As the Covid19 pandemic continues to disrupt the “future of work”, work from home (WFH) models are increasingly taking root with massive implications for the reach of the enterprise WAN. Put simply, enterprises need to enable their employees to be able to work from any location, at the office, home, or external site, give them access to the entire suite of corporate applications and ensure reasonable bandwidth and security. In the “new normal”, the only practical and cost-effective way to enable this new paradigm is to enable cellular access to the WAN.

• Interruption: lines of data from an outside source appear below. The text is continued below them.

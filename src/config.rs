//! Service configuration.
//!
//! Loaded from a TOML file. Every field has a default, so an empty file (or
//! no file at all) yields a runnable two-lake, two-toilet simulation.
//!
//! ```toml
//! [simulation]
//! tick_interval_secs = 2
//! seed = 42
//!
//! [logging]
//! level = "debug"
//!
//! [[water_bodies]]
//! name = "Riverside Reservoir"
//!
//! [[toilets]]
//! name = "Central Park"
//! ```

use serde::Deserialize;
use std::fmt;
use std::path::{Path, PathBuf};
use std::time::Duration;

use crate::logging::LogLevel;
use crate::model::{
    MAX_USAGE_STEP, READING_CAPACITY, SEED_READING_COUNT, USAGE_CAPACITY, USAGE_CEILING,
};

/// Environment variable naming the config file.
pub const CONFIG_PATH_ENV: &str = "HEALTHMON_CONFIG";

/// Environment variable overriding `logging.file`.
pub const LOG_FILE_ENV: &str = "HEALTHMON_LOG_FILE";

/// Config file used when `HEALTHMON_CONFIG` is unset.
pub const DEFAULT_CONFIG_PATH: &str = "healthmon.toml";

/// Longest accepted tick interval (one day).
pub const MAX_TICK_INTERVAL_SECS: u64 = 86_400;

// ---------------------------------------------------------------------------
// Error types
// ---------------------------------------------------------------------------

/// Errors that can arise when loading or validating configuration.
#[derive(Debug, PartialEq)]
pub enum ConfigError {
    /// The config file exists but could not be read.
    Io(String),
    /// The file is not valid TOML or does not match the expected shape.
    Parse(String),
    /// A value parsed but is out of range.
    Invalid(String),
}

impl fmt::Display for ConfigError {
    fn fmt(&self, f: &mut fmt::Formatter<'_>) -> fmt::Result {
        match self {
            ConfigError::Io(msg) => write!(f, "Config I/O error: {}", msg),
            ConfigError::Parse(msg) => write!(f, "Config parse error: {}", msg),
            ConfigError::Invalid(msg) => write!(f, "Invalid config: {}", msg),
        }
    }
}

impl std::error::Error for ConfigError {}

// ---------------------------------------------------------------------------
// Config source
// ---------------------------------------------------------------------------

/// Where a loaded configuration came from.
#[derive(Debug, Clone, PartialEq)]
pub enum ConfigSource {
    File(PathBuf),
    /// The file was missing; built-in defaults are in use.
    Defaults(PathBuf),
}

impl fmt::Display for ConfigSource {
    fn fmt(&self, f: &mut fmt::Formatter<'_>) -> fmt::Result {
        match self {
            ConfigSource::File(path) => write!(f, "Loaded {}", path.display()),
            ConfigSource::Defaults(path) => {
                write!(f, "Config file {} not found, using defaults", path.display())
            }
        }
    }
}

// ---------------------------------------------------------------------------
// Config sections
// ---------------------------------------------------------------------------

/// Simulation timing, buffer sizes and usage limits.
#[derive(Debug, Clone, PartialEq, Deserialize)]
#[serde(default)]
pub struct SimulationConfig {
    pub tick_interval_secs: u64,
    /// Readings generated when a water body is registered.
    pub seed_readings: usize,
    pub reading_capacity: usize,
    pub usage_capacity: usize,
    pub usage_ceiling: u32,
    pub max_usage_step: u32,
    /// Fixed RNG seed for reproducible runs.
    pub seed: Option<u64>,
}

impl Default for SimulationConfig {
    fn default() -> Self {
        SimulationConfig {
            tick_interval_secs: 2,
            seed_readings: SEED_READING_COUNT,
            reading_capacity: READING_CAPACITY,
            usage_capacity: USAGE_CAPACITY,
            usage_ceiling: USAGE_CEILING,
            max_usage_step: MAX_USAGE_STEP,
            seed: None,
        }
    }
}

impl SimulationConfig {
    pub fn tick_interval(&self) -> Duration {
        Duration::from_secs(self.tick_interval_secs)
    }
}

#[derive(Debug, Clone, PartialEq, Deserialize)]
#[serde(default)]
pub struct LoggingConfig {
    pub level: LogLevel,
    pub file: Option<String>,
    pub console_timestamps: bool,
}

impl Default for LoggingConfig {
    fn default() -> Self {
        LoggingConfig {
            level: LogLevel::Info,
            file: None,
            console_timestamps: false,
        }
    }
}

/// A water body or toilet registered at startup.
#[derive(Debug, Clone, PartialEq, Deserialize)]
pub struct SiteConfig {
    pub name: String,
}

impl SiteConfig {
    fn named(name: &str) -> Self {
        SiteConfig { name: name.to_string() }
    }
}

fn default_water_bodies() -> Vec<SiteConfig> {
    vec![SiteConfig::named("Riverside Reservoir"), SiteConfig::named("Mill Creek")]
}

fn default_toilets() -> Vec<SiteConfig> {
    vec![SiteConfig::named("Central Park"), SiteConfig::named("Market Square")]
}

// ---------------------------------------------------------------------------
// Top-level config
// ---------------------------------------------------------------------------

#[derive(Debug, Clone, PartialEq, Deserialize)]
pub struct MonitorConfig {
    #[serde(default)]
    pub simulation: SimulationConfig,
    #[serde(default)]
    pub logging: LoggingConfig,
    #[serde(default = "default_water_bodies")]
    pub water_bodies: Vec<SiteConfig>,
    #[serde(default = "default_toilets")]
    pub toilets: Vec<SiteConfig>,
}

impl Default for MonitorConfig {
    fn default() -> Self {
        MonitorConfig {
            simulation: SimulationConfig::default(),
            logging: LoggingConfig::default(),
            water_bodies: default_water_bodies(),
            toilets: default_toilets(),
        }
    }
}

impl MonitorConfig {
    /// Parses and validates a TOML document.
    pub fn from_toml_str(contents: &str) -> Result<Self, ConfigError> {
        let config: MonitorConfig =
            toml::from_str(contents).map_err(|e| ConfigError::Parse(e.to_string()))?;
        config.validate()?;
        Ok(config)
    }

    /// Loads configuration from `path`, falling back to defaults when the
    /// file does not exist.
    pub fn load(path: impl AsRef<Path>) -> Result<Self, ConfigError> {
        Self::load_with_source(path).map(|(config, _)| config)
    }

    /// Like `load`, also reporting whether the file or the defaults were used.
    pub fn load_with_source(path: impl AsRef<Path>) -> Result<(Self, ConfigSource), ConfigError> {
        let path = path.as_ref();
        if !path.exists() {
            return Ok((MonitorConfig::default(), ConfigSource::Defaults(path.to_path_buf())));
        }
        let contents = std::fs::read_to_string(path)
            .map_err(|e| ConfigError::Io(format!("{}: {}", path.display(), e)))?;
        let config = Self::from_toml_str(&contents)?;
        Ok((config, ConfigSource::File(path.to_path_buf())))
    }

    /// Loads from `HEALTHMON_CONFIG` (or `healthmon.toml`), then applies
    /// `HEALTHMON_LOG_FILE` if set. Call `dotenv` first to pick up `.env`.
    pub fn from_env() -> Result<(Self, ConfigSource), ConfigError> {
        let path = std::env::var(CONFIG_PATH_ENV).unwrap_or_else(|_| DEFAULT_CONFIG_PATH.to_string());
        let (mut config, source) = Self::load_with_source(&path)?;
        if let Ok(log_file) = std::env::var(LOG_FILE_ENV) {
            config.logging.file = Some(log_file);
        }
        Ok((config, source))
    }

    pub fn validate(&self) -> Result<(), ConfigError> {
        let sim = &self.simulation;
        if sim.tick_interval_secs == 0 || sim.tick_interval_secs > MAX_TICK_INTERVAL_SECS {
            return Err(ConfigError::Invalid(format!(
                "tick_interval_secs must be between 1 and {}",
                MAX_TICK_INTERVAL_SECS
            )));
        }
        if sim.reading_capacity == 0 {
            return Err(ConfigError::Invalid("reading_capacity must be > 0".into()));
        }
        if sim.usage_capacity == 0 {
            return Err(ConfigError::Invalid("usage_capacity must be > 0".into()));
        }
        if sim.seed_readings > sim.reading_capacity {
            return Err(ConfigError::Invalid(format!(
                "seed_readings ({}) exceeds reading_capacity ({})",
                sim.seed_readings, sim.reading_capacity
            )));
        }
        if let Some(site) = self
            .water_bodies
            .iter()
            .chain(self.toilets.iter())
            .find(|s| s.name.trim().is_empty())
        {
            return Err(ConfigError::Invalid(format!("site name {:?} is blank", site.name)));
        }
        Ok(())
    }
}

#[cfg(test)]
mod tests {
    use super::*;

    #[test]
    fn test_empty_document_uses_defaults() {
        let config = MonitorConfig::from_toml_str("").expect("empty config should parse");
        assert_eq!(config, MonitorConfig::default());
        assert_eq!(config.simulation.reading_capacity, 60);
        assert_eq!(config.simulation.usage_capacity, 20);
        assert_eq!(config.simulation.usage_ceiling, 200);
        assert_eq!(config.simulation.seed_readings, 12);
        assert_eq!(config.water_bodies.len(), 2);
        assert_eq!(config.toilets.len(), 2);
    }

    #[test]
    fn test_full_document_parses() {
        let doc = r#"
            [simulation]
            tick_interval_secs = 5
            seed = 42

            [logging]
            level = "warn"
            file = "healthmon.log"

            [[water_bodies]]
            name = "Lake Ona"

            [[toilets]]
            name = "Harbour Front"
            [[toilets]]
            name = "Bus Terminal"
        "#;
        let config = MonitorConfig::from_toml_str(doc).expect("document should parse");
        assert_eq!(config.simulation.tick_interval(), Duration::from_secs(5));
        assert_eq!(config.simulation.seed, Some(42));
        assert_eq!(config.simulation.reading_capacity, 60, "unset fields keep defaults");
        assert_eq!(config.logging.level, LogLevel::Warning);
        assert_eq!(config.logging.file.as_deref(), Some("healthmon.log"));
        assert_eq!(config.water_bodies, vec![SiteConfig::named("Lake Ona")]);
        assert_eq!(config.toilets.len(), 2);
    }

    #[test]
    fn test_explicitly_empty_site_lists_are_kept() {
        let doc = "water_bodies = []\ntoilets = []\n";
        let config = MonitorConfig::from_toml_str(doc).expect("document should parse");
        assert!(config.water_bodies.is_empty());
        assert!(config.toilets.is_empty());
    }

    #[test]
    fn test_zero_interval_is_rejected() {
        let result = MonitorConfig::from_toml_str("[simulation]\ntick_interval_secs = 0\n");
        assert!(matches!(result, Err(ConfigError::Invalid(_))), "got {:?}", result);
    }

    #[test]
    fn test_interval_longer_than_a_day_is_rejected() {
        let result = MonitorConfig::from_toml_str("[simulation]\ntick_interval_secs = 90000\n");
        assert!(matches!(result, Err(ConfigError::Invalid(_))), "got {:?}", result);
    }

    #[test]
    fn test_seed_batch_larger_than_capacity_is_rejected() {
        let doc = "[simulation]\nseed_readings = 80\n";
        assert!(matches!(MonitorConfig::from_toml_str(doc), Err(ConfigError::Invalid(_))));
    }

    #[test]
    fn test_blank_site_name_is_rejected() {
        let doc = "[[toilets]]\nname = \"  \"\n";
        assert!(matches!(MonitorConfig::from_toml_str(doc), Err(ConfigError::Invalid(_))));
    }

    #[test]
    fn test_malformed_toml_is_parse_error() {
        let result = MonitorConfig::from_toml_str("[simulation\n");
        assert!(matches!(result, Err(ConfigError::Parse(_))), "got {:?}", result);
    }

    #[test]
    fn test_unknown_log_level_is_parse_error() {
        let result = MonitorConfig::from_toml_str("[logging]\nlevel = \"loud\"\n");
        assert!(matches!(result, Err(ConfigError::Parse(_))));
    }

    #[test]
    fn test_missing_file_falls_back_to_defaults() {
        let config = MonitorConfig::load("/nonexistent/path/healthmon.toml")
            .expect("missing file should not be an error");
        assert_eq!(config, MonitorConfig::default());
    }

    #[test]
    fn test_missing_file_reports_defaults_source() {
        let (_, source) = MonitorConfig::load_with_source("/nonexistent/path/healthmon.toml")
            .expect("missing file should not be an error");
        assert_eq!(
            source.to_string(),
            "Config file /nonexistent/path/healthmon.toml not found, using defaults"
        );
    }

    #[test]
    fn test_existing_file_reports_file_source() {
        let path = std::env::temp_dir().join(format!("healthmon_config_{}.toml", std::process::id()));
        std::fs::write(&path, "[simulation]\ntick_interval_secs = 7\n").unwrap();
        let result = MonitorConfig::load_with_source(&path);
        std::fs::remove_file(&path).unwrap();

        let (config, source) = result.expect("file should load");
        assert_eq!(config.simulation.tick_interval_secs, 7);
        assert_eq!(source, ConfigSource::File(path.clone()));
        assert_eq!(source.to_string(), format!("Loaded {}", path.display()));
    }

    #[test]
    fn test_config_error_display() {
        let err = ConfigError::Invalid("reading_capacity must be > 0".into());
        assert_eq!(err.to_string(), "Invalid config: reading_capacity must be > 0");
    }
}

Despite reiterating its commitment to the CSP-driven go to market channel and synergies with Cradlepoint in this regard, the deal is effectively an acknowledgment by Ericsson that the CSP channel is not quite mature and it needs a more “direct” channel to enterprise customers. This is specifically true for the medium and SMB enterprise segments, where the diversity of business segments and operating models require levels of domain expertise and/or business model flexibility that large CSPs are not built to cater to.
The North America region is crucial for the success of Ericsson’s enterprise ambitions, and the company was not in the same weight class as larger rivals like Cisco or established vendors like Ruckus Wireless, Sierra Wireless, and others.